Directors need to get ahead to protect themselves against claims. They should ensure that their company is taking proactive steps to:

(a) identify, disclose and mitigate climate and other environmental related risks; and

(b) identify their own environmental impact and emissions (Scope 1 to 3 emissions[1]), and reduce emissions and / or become greener.

Directors may consider nominating a board member or establishing a committee with responsibility for the company’s climate change objectives.

In Milieudefensie et al. v. Royal Dutch Shell plc., the Hague District Court in the Netherlands ordered Shell to reduce its group-wide global emissions by 45% compared to 2019 levels by the end of 2030. In its decision, the Court criticised Shell’s existing sustainability policy, deeming it insufficiently “concrete”, noting that the “policy intentions and ambitions for the Shell group largely amount to rather intangible, undefined and non-binding plans for the long-term”. Any plans or climate change objectives should, therefore, be clear, tangible and well-defined. Simply paying lip service will not be sufficient. 

 

Conclusion

The courts in England and Wales have not yet seen large amounts of climate change litigation especially against directors.
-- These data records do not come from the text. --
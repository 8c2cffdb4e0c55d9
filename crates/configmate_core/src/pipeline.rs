//! crates/configmate_core/src/pipeline.rs
//!
//! The streaming answer pipeline. A producer that checks the answer cache,
//! assembles context, forwards model tokens onto a bounded channel and
//! persists the finished answer once generation completes.

use crate::{
    cache::AnswerCache,
    context::ContextAssembler,
    domain::PromptMessage,
    normalize::normalize,
    ports::{DatabaseService, PortError, QuestionAnsweringService},
};
use futures::StreamExt;
use std::sync::Arc;
use tokio::sync::mpsc;
use tokio_util::sync::CancellationToken;
use tracing::{error, info, warn};
use uuid::Uuid;

/// Errors surfaced by the pipeline to its caller.
#[derive(Debug, thiserror::Error)]
pub enum PipelineError {
    /// The consumer stopped listening before generation finished.
    #[error("Stream cancelled by client")]
    Cancelled,
    #[error("Item not found: {0}")]
    NotFound(String),
    #[error("Generation failed: {0}")]
    Generation(String),
    #[error("Model did not return an answer")]
    EmptyAnswer,
    #[error(transparent)]
    Port(#[from] PortError),
}

/// How a stream that was not cancelled ended.
#[derive(Debug, Clone, PartialEq, Eq)]
pub enum StreamOutcome {
    /// A cached answer was replayed; nothing was written.
    CacheHit,
    /// The model finished. `persisted` is false for a blank answer.
    Completed { persisted: bool },
    /// The model call failed; tokens already sent stay sent, nothing is written.
    Failed,
}

/// One incoming chat question.
#[derive(Debug, Clone)]
pub struct ChatTurn {
    pub question: String,
    pub owner: String,
    pub chat_id: Option<Uuid>,
}

/// Result of driving the model, before the post-stream continuation runs.
enum Generation {
    Finished(String),
    Cancelled,
    Failed(String),
}

#[derive(Clone)]
pub struct ChatPipeline {
    db: Arc<dyn DatabaseService>,
    model: Arc<dyn QuestionAnsweringService>,
    cache: AnswerCache,
    assembler: ContextAssembler,
}

impl ChatPipeline {
    pub fn new(db: Arc<dyn DatabaseService>, model: Arc<dyn QuestionAnsweringService>) -> Self {
        Self {
            cache: AnswerCache::new(db.clone()),
            assembler: ContextAssembler::new(db.clone()),
            db,
            model,
        }
    }

    /// Answers `turn`, sending tokens to `tokens` in generation order.
    ///
    /// A dropped receiver or a triggered `cancel` both end the stream with
    /// `PipelineError::Cancelled`, and the partial answer is discarded.
    pub async fn stream_answer(
        &self,
        turn: &ChatTurn,
        tokens: mpsc::Sender<String>,
        cancel: CancellationToken,
    ) -> Result<StreamOutcome, PipelineError> {
        if let Some(cached) = self.cache.lookup(&turn.question).await? {
            for c in cached.chars() {
                emit(&tokens, &cancel, c.to_string()).await?;
            }
            return Ok(StreamOutcome::CacheHit);
        }

        let messages = self.assembler.build(&turn.question, turn.chat_id).await?;
        let generation = self.generate(&messages, &tokens, &cancel).await;
        drop(tokens);

        self.settle(turn, generation).await
    }

    /// Post-stream continuation. Runs for every generation result; only a
    /// finished, non-blank answer is written.
    async fn settle(
        &self,
        turn: &ChatTurn,
        generation: Generation,
    ) -> Result<StreamOutcome, PipelineError> {
        match generation {
            Generation::Finished(answer) => {
                let persisted = if answer.trim().is_empty() {
                    warn!(chat_id = ?turn.chat_id, "Model returned a blank answer, nothing saved");
                    false
                } else {
                    self.cache
                        .record(&turn.question, &answer, &turn.owner, turn.chat_id)
                        .await?
                };
                Ok(StreamOutcome::Completed { persisted })
            }
            Generation::Cancelled => {
                info!(chat_id = ?turn.chat_id, "Stream stopped by client, partial answer discarded");
                Err(PipelineError::Cancelled)
            }
            Generation::Failed(reason) => {
                error!(chat_id = ?turn.chat_id, %reason, "Stream interrupted, nothing saved");
                Ok(StreamOutcome::Failed)
            }
        }
    }

    async fn generate(
        &self,
        messages: &[PromptMessage],
        tokens: &mpsc::Sender<String>,
        cancel: &CancellationToken,
    ) -> Generation {
        let mut stream = match self.model.answer_streaming(messages).await {
            Ok(stream) => stream,
            Err(e) => return Generation::Failed(e.to_string()),
        };

        let mut answer = String::new();
        loop {
            let next = tokio::select! {
                biased;
                _ = cancel.cancelled() => return Generation::Cancelled,
                next = stream.next() => next,
            };

            match next {
                Some(Ok(token)) => {
                    if token.is_empty() {
                        continue;
                    }
                    answer.push_str(&token);
                    if emit(tokens, cancel, token).await.is_err() {
                        return Generation::Cancelled;
                    }
                }
                Some(Err(e)) => return Generation::Failed(e.to_string()),
                None => return Generation::Finished(answer),
            }
        }
    }

    /// Re-answers an edited question with a fresh generation.
    ///
    /// The old record must exist in the chat (matched by exact text or by
    /// normalized key). The cache is never consulted here, and the old record
    /// is left untouched; the new answer is appended as its own record. No
    /// eviction pass runs, so the old record survives even when both questions
    /// share a key that is already at the retention cap.
    pub async fn edit_question(
        &self,
        owner: &str,
        chat_id: Uuid,
        old_question: &str,
        new_question: &str,
    ) -> Result<String, PipelineError> {
        let existing = self
            .db
            .find_qa_in_chat(chat_id, owner, old_question, &normalize(old_question))
            .await?;
        if existing.is_none() {
            warn!(%chat_id, question = %old_question, "Question not found for editing");
            return Err(PipelineError::NotFound("Question not found".to_string()));
        }

        let messages = self.assembler.build(new_question, Some(chat_id)).await?;
        let mut stream = self
            .model
            .answer_streaming(&messages)
            .await
            .map_err(|e| PipelineError::Generation(e.to_string()))?;

        let mut answer = String::new();
        while let Some(token) = stream.next().await {
            let token = token.map_err(|e| {
                error!(%chat_id, error = %e, "Re-answer stream interrupted");
                PipelineError::Generation(e.to_string())
            })?;
            answer.push_str(&token);
        }

        let answer = answer.trim().to_string();
        if answer.is_empty() {
            return Err(PipelineError::EmptyAnswer);
        }

        self.cache
            .append(new_question, &answer, owner, Some(chat_id))
            .await?;
        info!(%chat_id, "Added new QA record for edited question");
        Ok(answer)
    }
}

/// Sends one token, giving up as soon as the consumer is gone or `cancel` fires.
async fn emit(
    tokens: &mpsc::Sender<String>,
    cancel: &CancellationToken,
    token: String,
) -> Result<(), PipelineError> {
    if cancel.is_cancelled() {
        return Err(PipelineError::Cancelled);
    }
    tokio::select! {
        biased;
        _ = cancel.cancelled() => Err(PipelineError::Cancelled),
        sent = tokens.send(token) => sent.map_err(|_| PipelineError::Cancelled),
    }
}
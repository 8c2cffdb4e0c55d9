//! services/api/src/adapters/memory_db.rs
//!
//! An in-process implementation of the `DatabaseService` port. Used by the test
//! suite and when `DATABASE_URL=memory://`. Nothing survives a restart.

use async_trait::async_trait;
use chrono::{DateTime, Utc};
use configmate_core::domain::{Chat, DocumentRecord, QaRecord, User, UserCredentials};
use configmate_core::ports::{DatabaseService, PortError, PortResult};
use std::collections::HashMap;
use tokio::sync::RwLock;
use uuid::Uuid;

#[derive(Default)]
struct Tables {
    users: HashMap<String, (UserCredentials, DateTime<Utc>)>,
    auth_sessions: HashMap<String, (String, DateTime<Utc>)>,
    chats: Vec<Chat>,
    // Kept in insertion order; ties on timestamp resolve by position.
    qa_records: Vec<QaRecord>,
    documents: Vec<DocumentRecord>,
}

/// A `DatabaseService` backed by vectors behind a single `RwLock`.
#[derive(Default)]
pub struct MemoryDb {
    tables: RwLock<Tables>,
}

impl MemoryDb {
    pub fn new() -> Self {
        Self::default()
    }
}

/// Records newest first. The sort is stable over reversed insertion order, so
/// of two records with equal timestamps the later insert comes first.
fn newest_first<'a>(records: impl DoubleEndedIterator<Item = &'a QaRecord>) -> Vec<QaRecord> {
    let mut sorted: Vec<QaRecord> = records.rev().cloned().collect();
    sorted.sort_by(|a, b| b.created_at.cmp(&a.created_at));
    sorted
}

#[async_trait]
impl DatabaseService for MemoryDb {
    async fn create_user(&self, username: &str, hashed_password: &str) -> PortResult<User> {
        let mut tables = self.tables.write().await;
        if tables.users.contains_key(username) {
            return Err(PortError::AlreadyExists("Username already exists".to_string()));
        }
        let created_at = Utc::now();
        let credentials = UserCredentials {
            username: username.to_string(),
            hashed_password: hashed_password.to_string(),
        };
        tables
            .users
            .insert(username.to_string(), (credentials, created_at));
        Ok(User {
            username: username.to_string(),
            created_at,
        })
    }

    async fn get_user_credentials(&self, username: &str) -> PortResult<UserCredentials> {
        let tables = self.tables.read().await;
        tables
            .users
            .get(username)
            .map(|(creds, _)| creds.clone())
            .ok_or_else(|| PortError::NotFound(format!("User {} not found", username)))
    }

    async fn create_auth_session(
        &self,
        session_id: &str,
        username: &str,
        expires_at: DateTime<Utc>,
    ) -> PortResult<()> {
        let mut tables = self.tables.write().await;
        tables
            .auth_sessions
            .insert(session_id.to_string(), (username.to_string(), expires_at));
        Ok(())
    }

    async fn validate_auth_session(&self, session_id: &str) -> PortResult<String> {
        let tables = self.tables.read().await;
        match tables.auth_sessions.get(session_id) {
            Some((username, expires_at)) if *expires_at > Utc::now() => Ok(username.clone()),
            _ => Err(PortError::Unauthorized),
        }
    }

    async fn delete_auth_session(&self, session_id: &str) -> PortResult<()> {
        self.tables.write().await.auth_sessions.remove(session_id);
        Ok(())
    }

    async fn create_chat(&self, owner: &str, title: &str) -> PortResult<Chat> {
        let chat = Chat {
            id: Uuid::new_v4(),
            owner: owner.to_string(),
            title: title.to_string(),
            created_at: Utc::now(),
        };
        self.tables.write().await.chats.push(chat.clone());
        Ok(chat)
    }

    async fn get_chat(&self, chat_id: Uuid, owner: &str) -> PortResult<Chat> {
        let tables = self.tables.read().await;
        tables
            .chats
            .iter()
            .find(|c| c.id == chat_id && c.owner == owner)
            .cloned()
            .ok_or_else(|| PortError::NotFound("Chat not found".to_string()))
    }

    async fn list_chats(&self, owner: &str) -> PortResult<Vec<Chat>> {
        let tables = self.tables.read().await;
        Ok(tables
            .chats
            .iter()
            .filter(|c| c.owner == owner)
            .cloned()
            .collect())
    }

    async fn rename_chat(&self, chat_id: Uuid, owner: &str, title: &str) -> PortResult<Chat> {
        let mut tables = self.tables.write().await;
        let chat = tables
            .chats
            .iter_mut()
            .find(|c| c.id == chat_id && c.owner == owner)
            .ok_or_else(|| PortError::NotFound("Chat not found".to_string()))?;
        chat.title = title.to_string();
        Ok(chat.clone())
    }

    async fn delete_chat(&self, chat_id: Uuid) -> PortResult<u64> {
        let mut tables = self.tables.write().await;
        let before = tables.chats.len();
        tables.chats.retain(|c| c.id != chat_id);
        Ok((before - tables.chats.len()) as u64)
    }

    async fn insert_qa_record(&self, record: QaRecord) -> PortResult<()> {
        self.tables.write().await.qa_records.push(record);
        Ok(())
    }

    async fn find_qa_by_normalized(
        &self,
        normalized: &str,
        limit: Option<usize>,
    ) -> PortResult<Vec<QaRecord>> {
        let tables = self.tables.read().await;
        let mut found = newest_first(
            tables
                .qa_records
                .iter()
                .filter(|r| r.normalized == normalized),
        );
        if let Some(limit) = limit {
            found.truncate(limit);
        }
        Ok(found)
    }

    async fn recent_qa_for_chat(&self, chat_id: Uuid, limit: usize) -> PortResult<Vec<QaRecord>> {
        let tables = self.tables.read().await;
        let mut found = newest_first(
            tables
                .qa_records
                .iter()
                .filter(|r| r.chat_id == Some(chat_id)),
        );
        found.truncate(limit);
        Ok(found)
    }

    async fn qa_history_for_chat(&self, chat_id: Uuid) -> PortResult<Vec<QaRecord>> {
        let tables = self.tables.read().await;
        let mut history: Vec<QaRecord> = tables
            .qa_records
            .iter()
            .filter(|r| r.chat_id == Some(chat_id))
            .cloned()
            .collect();
        history.sort_by(|a, b| a.created_at.cmp(&b.created_at));
        Ok(history)
    }

    async fn find_qa_in_chat(
        &self,
        chat_id: Uuid,
        owner: &str,
        question: &str,
        normalized: &str,
    ) -> PortResult<Option<QaRecord>> {
        let tables = self.tables.read().await;
        Ok(tables
            .qa_records
            .iter()
            .find(|r| {
                r.chat_id == Some(chat_id)
                    && r.owner == owner
                    && (r.question == question || r.normalized == normalized)
            })
            .cloned())
    }

    async fn delete_qa_records(&self, ids: &[Uuid]) -> PortResult<u64> {
        let mut tables = self.tables.write().await;
        let before = tables.qa_records.len();
        tables.qa_records.retain(|r| !ids.contains(&r.id));
        Ok((before - tables.qa_records.len()) as u64)
    }

    async fn delete_qa_for_chat(&self, chat_id: Uuid) -> PortResult<u64> {
        let mut tables = self.tables.write().await;
        let before = tables.qa_records.len();
        tables.qa_records.retain(|r| r.chat_id != Some(chat_id));
        Ok((before - tables.qa_records.len()) as u64)
    }

    async fn insert_document(&self, document: DocumentRecord) -> PortResult<()> {
        self.tables.write().await.documents.push(document);
        Ok(())
    }

    async fn documents_for_chat(&self, chat_id: Uuid) -> PortResult<Vec<DocumentRecord>> {
        let tables = self.tables.read().await;
        Ok(tables
            .documents
            .iter()
            .filter(|d| d.chat_id == Some(chat_id) || d.is_global)
            .cloned()
            .collect())
    }

    async fn list_global_documents(&self) -> PortResult<Vec<DocumentRecord>> {
        let tables = self.tables.read().await;
        Ok(tables
            .documents
            .iter()
            .filter(|d| d.is_global)
            .cloned()
            .collect())
    }

    async fn delete_documents_for_chat(&self, chat_id: Uuid) -> PortResult<u64> {
        let mut tables = self.tables.write().await;
        let before = tables.documents.len();
        tables
            .documents
            .retain(|d| d.is_global || d.chat_id != Some(chat_id));
        Ok((before - tables.documents.len()) as u64)
    }
}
Claims against directors are occurring elsewhere (notably the US) and there is now an expectation that financial risks caused by climate change need to be considered by directors.

Society’s expectations with respect to climate change are changing, and the court’s interpretation of what constitutes compliance with a director’s duties, as well as the regulatory landscape, is likely to adapt to reflect that. 

In the short-term we expect this will lead to more scrutiny of D&Os from investors and regulators on climate change disclosures and the steps they are taking to mitigate environmental risks and reduce their company’s emissions. In the medium to long term, we expect to see claims in the UK.

Directors need to get ahead - not only for moral reasons to alleviate the financial risks climate change poses to their companies - but also to mitigate against litigation and regulatory risks.

 


[1] Scope 1 emissions – emissions that a company makes directly, e.g. from its production process or vehicles; Scope 2 emissions – emissions a company makes indirectly, e.g. energy it uses to heat its buildings which is being produced on its behalf; and Scope 3 emissions – all emissions that a company is indirectly responsible for in its value chain, e.g. the extraction of raw materials used in manufacturing products or emissions from gas used by customers of energy providers.